Entries follow. Set all of them down as they stand.

[Stored items]
--- --- ---
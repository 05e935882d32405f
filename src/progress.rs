//! Typed progress notifications for a discovery run.
//!
//! The orchestrator reports through a `ProgressSink`. `ProgressChannel` is a
//! sink backed by a bounded channel: publishing never blocks the run, and
//! events that do not fit are counted as dropped.

use std::sync::atomic::{AtomicU64, Ordering};
use std::sync::Arc;
use std::time::Duration;

use crossbeam_channel::{bounded, Receiver, RecvTimeoutError, Sender, TrySendError};
use serde::{Deserialize, Serialize};

use crate::catalog::Category;
use crate::confidence::ConfidenceBand;
use crate::entity::EntityId;
use crate::signal::Decision;
use crate::stopping::StopReason;

/// A progress notification.
#[derive(Debug, Clone, PartialEq, Serialize, Deserialize)]
#[serde(tag = "type", rename_all = "snake_case")]
pub enum ProgressEvent {
    RunStarted {
        entity_id: EntityId,
        hypotheses: usize,
        max_passes: u32,
    },
    PassStarted {
        pass: u32,
        focus: Vec<Category>,
        requests: usize,
    },
    SignalDecided {
        pass: u32,
        category: Category,
        decision: Decision,
    },
    CategorySaturated {
        pass: u32,
        category: Category,
    },
    PassCompleted {
        pass: u32,
        confidence: f64,
        delta: f64,
        band: ConfidenceBand,
        signals: usize,
    },
    PassCancelled {
        pass: u32,
    },
    RunFinished {
        entity_id: EntityId,
        stop_reason: StopReason,
        confidence: f64,
        band: ConfidenceBand,
    },
}

/// Receives progress events. Implementations must not block.
pub trait ProgressSink: Send + Sync {
    fn publish(&self, event: ProgressEvent);
}

/// A sink that discards every event.
#[derive(Debug, Default, Clone, Copy)]
pub struct NullProgress;

impl ProgressSink for NullProgress {
    fn publish(&self, _event: ProgressEvent) {}
}

/// Bounded channel sink.
#[derive(Debug, Clone)]
pub struct ProgressChannel {
    tx: Sender<ProgressEvent>,
    dropped: Arc<AtomicU64>,
}

impl ProgressChannel {
    /// Creates a channel sink and the stream that receives its events.
    #[must_use]
    pub fn new(capacity: usize) -> (Self, ProgressStream) {
        let (tx, rx) = bounded(capacity.max(1));
        let dropped = Arc::new(AtomicU64::new(0));
        (
            Self {
                tx,
                dropped: Arc::clone(&dropped),
            },
            ProgressStream { rx, dropped },
        )
    }
}

impl ProgressSink for ProgressChannel {
    fn publish(&self, event: ProgressEvent) {
        // Never block the run: drop if the subscriber is slow or gone.
        match self.tx.try_send(event) {
            Ok(()) => {}
            Err(TrySendError::Full(_)) | Err(TrySendError::Disconnected(_)) => {
                self.dropped.fetch_add(1, Ordering::Relaxed);
            }
        }
    }
}

/// Subscriber side of a `ProgressChannel`.
#[derive(Debug)]
pub struct ProgressStream {
    rx: Receiver<ProgressEvent>,
    dropped: Arc<AtomicU64>,
}

impl ProgressStream {
    /// Receive the next event, waiting at most `timeout`.
    ///
    /// Returns `None` on timeout or once every sender is gone.
    #[must_use]
    pub fn recv_timeout(&self, timeout: Duration) -> Option<ProgressEvent> {
        match self.rx.recv_timeout(timeout) {
            Ok(event) => Some(event),
            Err(RecvTimeoutError::Timeout | RecvTimeoutError::Disconnected) => None,
        }
    }

    /// Drains every event currently queued.
    #[must_use]
    pub fn drain(&self) -> Vec<ProgressEvent> {
        self.rx.try_iter().collect()
    }

    /// Events dropped because the stream was full.
    #[must_use]
    pub fn dropped(&self) -> u64 {
        self.dropped.load(Ordering::Relaxed)
    }
}
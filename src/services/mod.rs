//! External service collaborators: profile supply, content retrieval and
//! reasoning validation.

/// Scripted in-memory implementations for tests and embedded use.
pub mod scripted;
mod traits;

pub use scripted::{ScriptedRetriever, ScriptedValidator, StaticProfiles};
pub use traits::{
    ContentRetriever, ProfileSupplier, ReasoningValidator, RetrievalRequest, Verdict,
    VerdictDecision,
};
--- --- ---
● Answer to this task
repository 05e935882d32405f
filename src/progress.rs
//! Typed progress notifications for a discovery run.
//!
//! The orchestrator reports through a `ProgressSink`. `ProgressChannel` is a
//! sink backed by a bounded channel: publishing never blocks the run, and
//! events that do not fit are counted as dropped.

use std::sync::atomic::{AtomicU64, Ordering};
use std::sync::Arc;
use std::time::Duration;

use crossbeam_channel::{bounded, Receiver, RecvTimeoutError, Sender, TrySendError};
use serde::{Deserialize, Serialize};

use crate::catalog::Category;
use crate::confidence::ConfidenceBand;
use crate::entity::EntityId;
use crate::signal::Decision;
use crate::stopping::StopReason;

/// A progress notification.
#[derive(Debug, Clone, PartialEq, Serialize, Deserialize)]
#[serde(tag = "type", rename_all = "snake_case")]
pub enum ProgressEvent {
    RunStarted {
        entity_id: EntityId,
        hypotheses: usize,
        max_passes: u32,
    },
    PassStarted {
        pass: u32,
        focus: Vec<Category>,
        requests: usize,
    },
    SignalDecided {
        pass: u32,
        category: Category,
        decision: Decision,
    },
    CategorySaturated {
        pass: u32,
        category: Category,
    },
    PassCompleted {
        pass: u32,
        confidence: f64,
        delta: f64,
        band: ConfidenceBand,
        signals: usize,
    },
    PassCancelled {
        pass: u32,
    },
    RunFinished {
        entity_id: EntityId,
        stop_reason: StopReason,
        confidence: f64,
        band: ConfidenceBand,
    },
}

/// Receives progress events. Implementations must not block.
pub trait ProgressSink: Send + Sync {
    fn publish(&self, event: ProgressEvent);
}

/// A sink that discards every event.
#[derive(Debug, Default, Clone, Copy)]
pub struct NullProgress;

impl ProgressSink for NullProgress {
    fn publish(&self, _event: ProgressEvent) {}
}

/// Bounded channel sink.
#[derive(Debug, Clone)]
pub struct ProgressChannel {
    tx: Sender<ProgressEvent>,
    dropped: Arc<AtomicU64>,
}

impl ProgressChannel {
    /// Creates a channel sink and the stream that receives its events.
    #[must_use]
    pub fn new(capacity: usize) -> (Self, ProgressStream) {
        let (tx, rx) = bounded(capacity.max(1));
        let dropped = Arc::new(AtomicU64::new(0));
        (
            Self {
                tx,
                dropped: Arc::clone(&dropped),
            },
            ProgressStream { rx, dropped },
        )
    }
}

impl ProgressSink for ProgressChannel {
    fn publish(&self, event: ProgressEvent) {
        // Never block the run: drop if the subscriber is slow or gone.
        match self.tx.try_send(event) {
            Ok(()) => {}
            Err(TrySendError::Full(_)) | Err(TrySendError::Disconnected(_)) => {
                self.dropped.fetch_add(1, Ordering::Relaxed);
            }
        }
    }
}

/// Subscriber side of a `ProgressChannel`.
#[derive(Debug)]
pub struct ProgressStream {
    rx: Receiver<ProgressEvent>,
    dropped: Arc<AtomicU64>,
}

impl ProgressStream {
    /// Receive the next event, waiting at most `timeout`.
    ///
    /// Returns `None` on timeout or once every sender is gone.
    #[must_use]
    pub fn recv_timeout(&self, timeout: Duration) -> Option<ProgressEvent> {
        match self.rx.recv_timeout(timeout) {
            Ok(event) => Some(event),
            Err(RecvTimeoutError::Timeout | RecvTimeoutError::Disconnected) => None,
        }
    }

    /// Drains every event currently queued.
    #[must_use]
    pub fn drain(&self) -> Vec<ProgressEvent> {
        self.rx.try_iter().collect()
    }

    /// Events dropped because the stream was full.
    #[must_use]
    pub fn dropped(&self) -> u64 {
        self.dropped.load(Ordering::Relaxed)
    }
}
filename src/services/mod.rs
//! External service collaborators: profile supply, content retrieval and
//! reasoning validation.

/// Scripted in-memory implementations for tests and embedded use.
pub mod scripted;
mod traits;

pub use scripted::{ScriptedRetriever, ScriptedValidator, StaticProfiles};
pub use traits::{
    ContentRetriever, ProfileSupplier, ReasoningValidator, RetrievalRequest, Verdict,
    VerdictDecision,
};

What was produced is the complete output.